Complex and chronic wound care is a significant, growing cost for health care providers.

Advances in nano-technology are leading to the development of Smart Bandages which monitor how a wound is healing. The bandages, which are printed on 3D printers, use built in nano sensors and 5G wireless data to assess a patient's healing process and transmit that data back to clinicians. Depending on the state of a wound, the Smart bandage can release medications into the wound site in a carefully calibrated sequence. Using real time data from the Smart Bandage, a physician can make immediate decisions on modifying treatments that best respond to the state of the wound site. The Smart Bandage makes customised patient care a viable option for physicians and patients working together along a treatment pathway.

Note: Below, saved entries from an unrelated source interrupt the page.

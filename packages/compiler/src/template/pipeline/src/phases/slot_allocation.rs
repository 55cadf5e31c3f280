//! Slot Allocation Phase
//!
//! Assigns data slots to every create op that consumes them, then propagates the assigned slots
//! to every op and expression which references them through a `SlotHandle`.
//!
//! This phase is also responsible for counting the number of slots used for each view (its
//! `decls`) and propagating that number into the `Template` operations which declare embedded
//! views.

use indexmap::IndexMap;

use crate::error::{CompilerError, Result};
use crate::output::output_ast::Expression;
use crate::template::pipeline::ir::{
    CreateOp, SlotHandle, TransformExpressions, UpdateOp, VisitorContextFlag, XrefId,
};
use crate::template::pipeline::src::compilation::CompilationJob;

pub fn allocate_slots(job: &mut CompilationJob) -> Result<()> {
    // Slots of every op across the job. Xrefs are unique per job, so one map serves all views.
    let mut slot_map: IndexMap<XrefId, usize> = IndexMap::new();

    for unit in job.units_mut() {
        let mut slot_count = 0;
        for op in unit.create.iter_mut() {
            let used = op.num_slots_used();
            let Some(handle) = op.handle_mut() else { continue };
            handle.slot = Some(slot_count);
            slot_map.insert(handle.target, slot_count);
            slot_count += used;
        }
        unit.decls = Some(slot_count);
    }

    let decls: IndexMap<XrefId, usize> = job.units().map(|unit| (unit.xref, unit.decls.unwrap_or(0))).collect();
    let view_decls = |view: XrefId| -> Result<usize> {
        decls.get(&view).copied().ok_or(CompilerError::UnknownView(view))
    };

    for unit in job.units_mut() {
        for op in unit.create.iter_mut() {
            match op {
                CreateOp::Template(t) | CreateOp::ConditionalCreate(t) | CreateOp::ConditionalBranchCreate(t) => {
                    t.decls = Some(view_decls(t.xref)?);
                }
                CreateOp::RepeaterCreate(repeater) => {
                    repeater.decls = Some(view_decls(repeater.xref)?);
                    if let Some(empty) = repeater.empty_view {
                        repeater.empty_decls = Some(view_decls(empty)?);
                    }
                }
                CreateOp::Projection(projection) => {
                    if let Some(fallback) = projection.fallback_view {
                        projection.fallback_decls = Some(view_decls(fallback)?);
                    }
                }
                _ => {}
            }
        }
    }

    let mut failure: Option<CompilerError> = None;
    for unit in job.units_mut() {
        for op in unit.create.iter_mut() {
            if let Err(err) = resolve_create_op(op, &slot_map) {
                failure.get_or_insert(err);
            }
            resolve_expressions(op, &slot_map, &mut failure);
        }
        for op in unit.update.iter_mut() {
            if let Err(err) = resolve_update_op(op, &slot_map) {
                failure.get_or_insert(err);
            }
            resolve_expressions(op, &slot_map, &mut failure);
        }
    }
    failure.map_or(Ok(()), Err)
}

fn resolve(handle: &mut SlotHandle, slot_map: &IndexMap<XrefId, usize>) -> Result<()> {
    let slot = slot_map.get(&handle.target).ok_or(CompilerError::UnresolvedSlot(handle.target))?;
    handle.slot = Some(*slot);
    Ok(())
}

fn resolve_create_op(op: &mut CreateOp, slot_map: &IndexMap<XrefId, usize>) -> Result<()> {
    match op {
        CreateOp::Listener(listener) | CreateOp::TwoWayListener(listener) => {
            if !listener.host_listener {
                resolve(&mut listener.target_slot, slot_map)?;
            }
            for handler_op in listener.handler_ops.iter_mut() {
                resolve_update_op(handler_op, slot_map)?;
            }
        }
        CreateOp::Defer(defer) => {
            resolve(&mut defer.main_slot, slot_map)?;
            for handle in [&mut defer.loading_slot, &mut defer.placeholder_slot, &mut defer.error_slot]
                .into_iter()
                .flatten()
            {
                resolve(handle, slot_map)?;
            }
        }
        CreateOp::DeferOn(defer_on) => {
            if let Some(handle) = defer_on.trigger.target_mut().and_then(|t| t.target_slot.as_mut()) {
                resolve(handle, slot_map)?;
            }
        }
        _ => {}
    }
    Ok(())
}

fn resolve_update_op(op: &mut UpdateOp, slot_map: &IndexMap<XrefId, usize>) -> Result<()> {
    match op {
        UpdateOp::Repeater(repeater) => resolve(&mut repeater.target_slot, slot_map),
        UpdateOp::I18nApply(apply) => resolve(&mut apply.handle, slot_map),
        _ => Ok(()),
    }
}

/// Fills every expression-level handle of `op`, including those inside listener handlers.
fn resolve_expressions(
    op: &mut dyn TransformExpressions,
    slot_map: &IndexMap<XrefId, usize>,
    failure: &mut Option<CompilerError>,
) {
    op.transform_expressions(
        &mut |mut expr, _| {
            let handle = match &mut expr {
                Expression::Reference(e) => Some(&mut e.target_slot),
                Expression::PipeBinding(e) => Some(&mut e.target_slot),
                Expression::PipeBindingVariadic(e) => Some(&mut e.target_slot),
                Expression::SlotLiteral(e) => Some(&mut e.slot),
                Expression::ConditionalCase(e) => Some(&mut e.target_slot),
                Expression::ContextLetReference(e) => Some(&mut e.target_slot),
                _ => None,
            };
            if let Some(handle) = handle {
                if let Err(err) = resolve(handle, slot_map) {
                    failure.get_or_insert(err);
                }
            }
            expr
        },
        VisitorContextFlag::NONE,
    );
}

Swansea University's Institute of Life Sciences is responsible for the creation of the Smart Bandage and will be leading trails on local patient populations beginning later this year. The project draw together a number of initiatives which are aimed at creating a 5G hub in Swansea and establishing Wales as an important science and innovation zone in the UK. Additionally, the Welsh Wound Care Centre, which is committed to tackling the ' silent epidemic ' of chronic wound care, will be involved in the trials and in data analysis that accompanies them.

The multi technology approach – 3D printing, nano technology, 5G infrastructure, and bioelectronics will help to keep manufacturing costs down. The Smart Bandage project tests a number of key concepts around innovation, local production, streamlined manufacturing and the impact on the local economy of inward investment in a key sector of the UK economy. A similar product, with dose dependent release profiles, developed by the University of Nebraska, Harvard Medical School and MIT, is being tested in the US market, initially focused on treating chronic wounds associated with diabetes. The combination of customisation and controlled release of medicines could substantially improve or speed up the healing process.

For electronics to be effective in wound dressings, they must be soft and flexible to adapt to the wound environment. Finding the perfect mix of flexibility and toughness is a key challenge but recent advances in biomedical hydrogels have made this flexibility possible. Experiments with robust hydrogels have recently produced promising results. A soft, wet, stretchable hydrogel matrix with temperature sensing abilities that can endure large and cyclical deformation was created at MIT in 2015. The hydrogel contained reservoirs with drug delivery channels which release drugs based on body temperature. Research continues into robust hydrogels. Scientists at the School of Mechanical and Aerospace Engineering at Nanyang University, Singapore are experimenting with hydrogels as 'ink' for 3D printers.